En als zij hem overdekt hadden, sloegen zij hem op het aangezicht, en vraagden hem, Zeggende: profeteer, wie het is, die u geslagen heeft. .. lucas 22:64
In het lijdensverhaal zien wij niet alleen ‘dat’, maar ook ‘hoe’ het ongeloof zich aan Christus vergrijpt. De vijandschap weigert Jezus te gelooven; maar de weigering zelf wordt op zulk een manier uitgesproken, dat ieder duidelijk merkt: deze menschen willen niet; zij nemen Jezus niet gelijk Hij is, en zich heeft aangediend.

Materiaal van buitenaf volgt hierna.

//! Little-endian conversions for fixed-width byte groups.
//!
//! Every function is total over its input array and independent of host byte order.

/// Decodes a little-endian `u16`.
#[inline(always)]
pub fn u16_le(bytes: [u8; 2]) -> u16 {
    u16::from_le_bytes(bytes)
}

/// Decodes a little-endian `u32`.
#[inline(always)]
pub fn u32_le(bytes: [u8; 4]) -> u32 {
    u32::from_le_bytes(bytes)
}

/// Decodes a little-endian `i16` (the `u16` bit pattern reinterpreted as signed).
#[inline(always)]
pub fn i16_le(bytes: [u8; 2]) -> i16 {
    u16_le(bytes) as i16
}

/// Assembles a packed 24-bit little-endian sample into an `i32`, sign-extending bit 23.
#[inline(always)]
pub fn i24_le(bytes: [u8; 3]) -> i32 {
    let raw = (bytes[0] as u32) | ((bytes[1] as u32) << 8) | ((bytes[2] as u32) << 16);
    if raw & 0x0080_0000 != 0 {
        (raw | 0xFF00_0000) as i32
    } else {
        raw as i32
    }
}

/// Decodes a little-endian `i32` (the `u32` bit pattern reinterpreted as signed).
#[inline(always)]
pub fn i32_le(bytes: [u8; 4]) -> i32 {
    u32_le(bytes) as i32
}

/// Reinterprets four little-endian bytes as an IEEE-754 binary32 value.
#[inline(always)]
pub fn f32_le(bytes: [u8; 4]) -> f32 {
    f32::from_bits(u32_le(bytes))
}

Let maar op de wijze, waarop in het priesterlijk paleis Jezus gehoond is. Ze blinddoeken Hem; en vervolgens slaan de groote heeren, met het personeel, hem op het gelaat en grijnzen, dat hij nu maar eens precies zeggen moet, wie hem daareven geraakt heeft. Hij is immers profeet, en een profeet behoort toch alles te weten? Maar och - zóó miskennen ze de profetie en maken er een soort waarzeggerij van. Als Jezus zegt: ik ben een profeet, dan maken zij er van: ik ben een waarzegger, een kunstenmaker, een oplosser van raadseltjes. En ja, zulke menschen doen altijd geheimzinnig; ze omhullen zich met een waas van bovennatuurlijkheid; ze ontsnappen aan alle contrôle. Ze willen wel even voor u gaan ‘staan’, en heen en weer dribbelen, maar gaan nooit bij u ‘zitten’ op een ‘katheder’, om rustig met u te praten en u zooveel te laten meedragen van hun eigen wetenschap als gij maar vermoogt te verdragen. Het is een verzwaring van Christus' messiaansche smart geweest, dat men deze schandelijke karikatuur gemaakt heeft van zijn profetisch ambt. Hij heeft nog pas zich verdedigd met een beroep op zijn ‘katheder’: had hij niet alle geheimdoenerij van de hand gewezen? Zijn rechters doen wel in het donker geheimzinnig, maar juist Hij niet. Hoor hem betoogen: Ik heb in het openbaar tot de wereld gesproken; Ik leerde altijd in synagoge en tempel, waar alle Joden samenkomen. Wat Ik leerde, kunnen ze allen weten. Tot drie maal toe zegt Jezus met nadruk: zoo deed Ik. (Joh. 18:20 en 21). Men kan hem beproeven. Toovenaars en waarzeggers beroemen zich erop, dat niemand hen controleeren kàn; zij zijn er trotsch op, dat ‘eer de haan tweemaal gekraaid heeft, de domme menschen hen driemaal MOETEN verloochenen’. Hun discipelloosheid is hun
glorie. Maar Jezus beroemt zich erop, dat niemand hem driemaal verloochenen kan,
eer de haan tweemaal kraait, of het is zijn eigen schuld. Zijn discipelschare is, als zijn katheder, zijn blijdschap en kroon. Daarom gaat de spot der vijanden hem voorbij. Hij is niet de geheimdoener, dien zij thans in zijn machteloosheid tergen willen, gelijk de Filistijnen met Simsons plegen te doen. En zoo is aan den ingang van Jezus' lijden opnieuw gebleken: de Christus, dien men bestrijdt, is de ware Christus niet. Zijn bestrijders zien Hem nooit zuiver, tenzij zij de onvergeeflijke zonde doen van de bewuste lastering tegen den Heiligen Geest. Alleen het geloof ziet Hem gelijk Hij is. Ongeloof is ongeduld: het gaat de katheder voorbij, waarop Christus Zijn thema uitwerkt, om tegen dat thema dan vervolgens te kunnen blijven strijden in eigenwilligheid.